Work task
Transcribe all of the listing below in full.

Start of Data for this exercise

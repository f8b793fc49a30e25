use std::path::Path;

use log::{info, warn};

use crate::{Collection, Item, RawItem, SnapshotStore};

/// Builds the run's collection: fetched items first, in listing order, then
/// the restored backup items in stored order.
///
/// Ids are handed out from one counter across both sources. Backup items
/// keep no trace of their old ids and are never deduplicated against the
/// fetched ones.
pub fn merge(raw_items: Vec<RawItem>, backup_items: Option<Vec<Item>>) -> Collection {
    let backup_len = backup_items.as_ref().map_or(0, Vec::len);
    let mut collection = Collection::with_capacity(raw_items.len() + backup_len);

    for raw in raw_items {
        collection.push_raw(raw);
    }

    if let Some(backup) = backup_items {
        for item in backup {
            collection.push_restored(item);
        }
        info!(
            "Merged {} fetched and {} restored items",
            collection.len() - backup_len,
            backup_len
        );
    }

    collection
}

/// Loads backup items, or `None` if the snapshot cannot be used.
///
/// A missing or corrupt snapshot is not fatal: the failure is logged and the
/// run continues with fetched items only.
pub fn restore_backup(store: &SnapshotStore, path: &Path) -> Option<Vec<Item>> {
    match store.load(path) {
        Ok(items) => Some(items),
        Err(e) => {
            warn!("Ignoring backup {}: {}", path.display(), e);
            None
        }
    }
}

End of Data for this exercise

Task response
repository f8b793fc49a30e25
use std::path::Path;

use log::{info, warn};

use crate::{Collection, Item, RawItem, SnapshotStore};

/// Builds the run's collection: fetched items first, in listing order, then
/// the restored backup items in stored order.
///
/// Ids are handed out from one counter across both sources. Backup items
/// keep no trace of their old ids and are never deduplicated against the
/// fetched ones.
pub fn merge(raw_items: Vec<RawItem>, backup_items: Option<Vec<Item>>) -> Collection {
    let backup_len = backup_items.as_ref().map_or(0, Vec::len);
    let mut collection = Collection::with_capacity(raw_items.len() + backup_len);

    for raw in raw_items {
        collection.push_raw(raw);
    }

    if let Some(backup) = backup_items {
        for item in backup {
            collection.push_restored(item);
        }
        info!(
            "Merged {} fetched and {} restored items",
            collection.len() - backup_len,
            backup_len
        );
    }

    collection
}

/// Loads backup items, or `None` if the snapshot cannot be used.
///
/// A missing or corrupt snapshot is not fatal: the failure is logged and the
/// run continues with fetched items only.
pub fn restore_backup(store: &SnapshotStore, path: &Path) -> Option<Vec<Item>> {
    match store.load(path) {
        Ok(items) => Some(items),
        Err(e) => {
            warn!("Ignoring backup {}: {}", path.display(), e);
            None
        }
    }
}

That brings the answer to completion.